The puzzle is why firms pay huge sums to big name consulting firms, when their advice comes from kids fresh out of college, who spend only a few months studying an industry they previous knew nothing about. How could such quick-made advice from ignorant recent grads be worth millions? Why don’t firms just ask their own internal recent college grads?
Some say that consulting firms use their access to collect data on best practices, data that other firms are eager to pay for. But while this probably contributes, I find it hard to see as the main effect.
My guess is that most intellectuals underestimate just how dysfunctional most firms are. Firms often have big obvious misallocations of resources, where lots of folks in the firm know about the problems and workable solutions. The main issue is that many highest status folks in the firm resist such changes, as they correctly see that their status will be lowered if they embrace such solutions.
The CEO often understands what needs to be done, but does not have the resources to fight this blocking coalition. But if a prestigious outside consulting firm weighs in, that can turn the status tide. Coalitions can often successfully block a CEO initiative, and yet not resist the further support of a prestigious outside consultant.
To serve this function, management consulting firms need to have the strongest prestige money can buy. They also need to be able to quickly walk around a firm, hear the different arguments, and judge where the weight of reason lies. And they need to be relatively immune to accusations of bias – that their advice follows from interests, affiliations, or commitments.
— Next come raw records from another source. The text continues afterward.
//! Idempotency ledger
//!
//! Inbound provider events and outbound side effects both pass through a
//! table keyed by a stable identity, so a webhook retry or a replayed
//! scheduler job produces exactly one effect.
//!
//! ```text
//!  webhook ──▶ record_inbound ──▶ New ──▶ handler ──▶ mark_processed
//!                          └────▶ Duplicate (200, no effect)
//!
//!  send ──▶ claim(key) ──▶ Owned ──▶ provider ──▶ complete / fail
//!                   ├───▶ Sent(id)  (reuse id, no provider call)
//!                   └───▶ InFlight  (another worker owns it)
//! ```

pub mod inbox;
pub mod outbox;

use std::future::Future;
use std::time::Duration;

use tracing::{debug, warn};

use crate::clock::SharedClock;
use crate::providers::ProviderError;
use crate::store::{Channel, SharedStore, StoreResult};

pub use inbox::InboxEvent;
pub use outbox::{Claim, OutboxMessage, OutboxStatus};

const KEY_CONTEXT: &str = "cascade outbox idempotency key v1";

/// Outcome of recording an inbound event
#[derive(Debug, Clone, Copy, PartialEq, Eq)]
pub enum Inbound {
    New,
    Duplicate,
}

/// Outcome of [`Ledger::dispatch`]
#[derive(Debug, Clone, PartialEq, Eq)]
pub enum DispatchOutcome {
    /// The provider was called and accepted the request
    Dispatched(String),
    /// An earlier dispatch already succeeded
    AlreadySent(Option<String>),
    /// Another worker is dispatching this key right now
    InFlight,
    /// The provider was called and failed; the row is re-claimable
    Failed(ProviderError),
}

impl DispatchOutcome {
    /// Provider id of a successful (or previously successful) dispatch
    pub fn provider_id(&self) -> Option<&str> {
        match self {
            Self::Dispatched(id) => Some(id),
            Self::AlreadySent(id) => id.as_deref(),
            Self::InFlight | Self::Failed(_) => None,
        }
    }
}

/// Stable idempotency key for an outbound side effect
///
/// Built only from semantic parts (ids, attempt numbers, rounds); never from
/// wall-clock time, so a replay derives the same key.
pub fn derive_key(channel: Channel, parts: &[&str]) -> String {
    let mut hasher = blake3::Hasher::new_derive_key(KEY_CONTEXT);
    hasher.update(channel.as_str().as_bytes());
    for part in parts {
        hasher.update(&(part.len() as u64).to_le_bytes());
        hasher.update(part.as_bytes());
    }
    format!("{}:{}", channel, hasher.finalize().to_hex())
}

/// Inbox/outbox over the shared store
#[derive(Clone)]
pub struct Ledger {
    store: SharedStore,
    clock: SharedClock,
    stale_after: Duration,
}

impl Ledger {
    pub fn new(store: SharedStore, clock: SharedClock) -> Self {
        Self {
            store,
            clock,
            stale_after: Duration::from_secs(300),
        }
    }

    /// Age after which a `pending` outbox claim counts as abandoned
    pub fn with_stale_after(mut self, stale_after: Duration) -> Self {
        self.stale_after = stale_after;
        self
    }

    // ── Inbound ──

    pub async fn record_inbound(&self, provider: &str, event_id: &str, payload: &str) -> StoreResult<Inbound> {
        let (provider, event_id, payload) = (provider.to_string(), event_id.to_string(), payload.to_string());
        let now = self.clock.now();
        let inserted = self
            .store
            .run(move |conn| inbox::record(conn, &provider, &event_id, &payload, now))
            .await?;
        Ok(if inserted { Inbound::New } else { Inbound::Duplicate })
    }

    pub async fn mark_processed(&self, provider: &str, event_id: &str) -> StoreResult<()> {
        let (provider, event_id) = (provider.to_string(), event_id.to_string());
        let now = self.clock.now();
        self.store
            .run(move |conn| inbox::mark_processed(conn, &provider, &event_id, now))
            .await
    }

    pub async fn mark_failed(&self, provider: &str, event_id: &str, error: &str) -> StoreResult<()> {
        let (provider, event_id, error) = (provider.to_string(), event_id.to_string(), error.to_string());
        let now = self.clock.now();
        self.store
            .run(move |conn| inbox::mark_failed(conn, &provider, &event_id, &error, now))
            .await
    }

    pub async fn inbound(&self, provider: &str, event_id: &str) -> StoreResult<Option<InboxEvent>> {
        let (provider, event_id) = (provider.to_string(), event_id.to_string());
        self.store.run(move |conn| inbox::get(conn, &provider, &event_id)).await
    }

    // ── Outbound ──

    pub async fn claim(&self, key: &str, channel: Channel) -> StoreResult<Claim> {
        let key = key.to_string();
        let now = self.clock.now();
        let stale_before = now - chrono::Duration::from_std(self.stale_after).unwrap_or_else(|_| chrono::Duration::zero());
        self.store
            .run(move |conn| outbox::claim(conn, &key, channel, now, stale_before))
            .await
    }

    pub async fn complete(&self, key: &str, provider_id: &str) -> StoreResult<()> {
        let (key, provider_id) = (key.to_string(), provider_id.to_string());
        let now = self.clock.now();
        self.store
            .run(move |conn| outbox::complete(conn, &key, &provider_id, now))
            .await
    }

    pub async fn fail(&self, key: &str, error: &str) -> StoreResult<()> {
        let (key, error) = (key.to_string(), error.to_string());
        let now = self.clock.now();
        self.store.run(move |conn| outbox::fail(conn, &key, &error, now)).await
    }

    pub async fn outbound(&self, key: &str) -> StoreResult<Option<OutboxMessage>> {
        let key = key.to_string();
        self.store.run(move |conn| outbox::get(conn, &key)).await
    }

    /// Run `send` at most once per successful delivery of `key`
    ///
    /// Store errors abort; provider errors are recorded on the row and
    /// returned as [`DispatchOutcome::Failed`].
    pub async fn dispatch<F, Fut>(&self, key: &str, channel: Channel, send: F) -> StoreResult<DispatchOutcome>
    where
        F: FnOnce() -> Fut,
        Fut: Future<Output = Result<String, ProviderError>>,
    {
        match self.claim(key, channel).await? {
            Claim::Sent(id) => {
                debug!(key, "Outbox hit, side effect already delivered");
                return Ok(DispatchOutcome::AlreadySent(id));
            }
            Claim::InFlight => {
                debug!(key, "Outbox key claimed by another worker");
                return Ok(DispatchOutcome::InFlight);
            }
            Claim::Owned { attempts } => {
                debug!(key, attempts, %channel, "Outbox claim owned");
            }
        }

        match send().await {
            Ok(provider_id) => {
                self.complete(key, &provider_id).await?;
                Ok(DispatchOutcome::Dispatched(provider_id))
            }
            Err(e) => {
                warn!(key, %channel, error = %e, "Provider dispatch failed");
                self.fail(key, &e.to_string()).await?;
                Ok(DispatchOutcome::Failed(e))
            }
        }
    }
}

#[cfg(test)]
mod tests {
    use super::*;
    use crate::clock::{Clock, ManualClock};
    use crate::store::Store;
    use std::sync::atomic::{AtomicUsize, Ordering};
    use std::sync::Arc;

    fn ledger() -> (Ledger, Arc<ManualClock>) {
        let clock = Arc::new(ManualClock::at_epoch());
        let store = Store::open_in_memory().unwrap().shared();
        (Ledger::new(store, clock.clone()), clock)
    }

    #[test]
    fn test_derive_key_is_stable_and_part_sensitive() {
        let a = derive_key(Channel::Call, &["inc", "w1", "1"]);
        assert_eq!(a, derive_key(Channel::Call, &["inc", "w1", "1"]));
        assert_ne!(a, derive_key(Channel::Call, &["inc", "w1", "2"]));
        assert_ne!(a, derive_key(Channel::Chat, &["inc", "w1", "1"]));
        // Length prefixes keep part boundaries significant
        assert_ne!(
            derive_key(Channel::Call, &["ab", "c"]),
            derive_key(Channel::Call, &["a", "bc"])
        );
        assert!(a.starts_with("call:"));
    }

    #[tokio::test]
    async fn test_inbound_duplicate_detection() {
        let (ledger, _) = ledger();
        assert_eq!(ledger.record_inbound("tel", "ev-1", "{}").await.unwrap(), Inbound::New);
        assert_eq!(ledger.record_inbound("tel", "ev-1", "{}").await.unwrap(), Inbound::Duplicate);
        assert_eq!(ledger.record_inbound("chat", "ev-1", "{}").await.unwrap(), Inbound::New);

        ledger.mark_failed("tel", "ev-1", "boom").await.unwrap();
        let row = ledger.inbound("tel", "ev-1").await.unwrap().unwrap();
        assert_eq!(row.error.as_deref(), Some("boom"));
        assert!(row.processed_at.is_some());
    }

    #[tokio::test]
    async fn test_dispatch_calls_provider_once() {
        let (ledger, _) = ledger();
        let counter = AtomicUsize::new(0);
        let calls = &counter;
        let send = move || async move {
            calls.fetch_add(1, Ordering::SeqCst);
            Ok::<_, ProviderError>("msg-1".to_string())
        };

        let first = ledger.dispatch("k", Channel::Chat, send).await.unwrap();
        let second = ledger.dispatch("k", Channel::Chat, send).await.unwrap();

        assert_eq!(first, DispatchOutcome::Dispatched("msg-1".into()));
        assert_eq!(second, DispatchOutcome::AlreadySent(Some("msg-1".into())));
        assert_eq!(counter.load(Ordering::SeqCst), 1);
    }

    #[tokio::test]
    async fn test_failed_dispatch_is_reclaimable() {
        let (ledger, _) = ledger();
        let failed = ledger
            .dispatch("k", Channel::Call, || async {
                Err(ProviderError::Request("timeout".into()))
            })
            .await
            .unwrap();
        assert!(matches!(failed, DispatchOutcome::Failed(_)));

        let row = ledger.outbound("k").await.unwrap().unwrap();
        assert_eq!(row.status, OutboxStatus::Failed);

        assert_eq!(ledger.claim("k", Channel::Call).await.unwrap(), Claim::Owned { attempts: 2 });
    }

    #[tokio::test]
    async fn test_fresh_pending_claim_is_in_flight_until_stale() {
        let (ledger, clock) = ledger();
        let ledger = ledger.with_stale_after(Duration::from_secs(60));
        assert!(matches!(ledger.claim("k", Channel::Chat).await.unwrap(), Claim::Owned { .. }));
        assert_eq!(ledger.claim("k", Channel::Chat).await.unwrap(), Claim::InFlight);

        clock.advance_secs(61);
        assert_eq!(ledger.claim("k", Channel::Chat).await.unwrap(), Claim::Owned { attempts: 2 });
        let row = ledger.outbound("k").await.unwrap().unwrap();
        assert_eq!(row.updated_at, clock.now());
    }
}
All three of these functions seem to be achieved at a low cost by hiring good-looking kids from our most prestigious schools. These are the cheapest folks you can buy with our most prestigious affiliations, they are smart enough to judge where reason lies, and they have few prior affiliations to taint them with bias. They can not only “borrow your watch to tell you the time,” but can also cow you into submission in accepting that time.
Yes the information contained in consulting advice can be obtained elsewhere at a lower cost. Firms could hire most any smart independent folks, or set up a prediction market. But alas those sources don’t have the raw strength of status to cow opponents into submission, opponents who in practice can block changes no matter what a CEO declares.
So mine is a signaling and status story (surprise surprise). The weight of status often decides outcomes, no matter what the CEOs commands, and so CEOs often need to bring out status ringers, to cow opponents into submission. [More]
My summary: we bring in consultants as ratifiers of actions we already know need doing, but require uncomfortable changes in our group.
OK, I can follow that. But for groups or businesses without high levels of dysfunction I assert there is a considerable competitive advantage. They do not need to fork out for expensive and often redundant statements of the obvious; they can react much more quickly in a high-speed business environment; they develop a confidence in their ability to face an uncertain future without hand-holding.
I will grant consultants can add some value to some business groups. But I would suggest, those who can develop a working environment that utilizes equally qualified in-house talent more effectively will achieve a substantial competitive advantage. It may also be that continued reliance on consultants would possibly minimize the chances for such group skills to develop and flourish.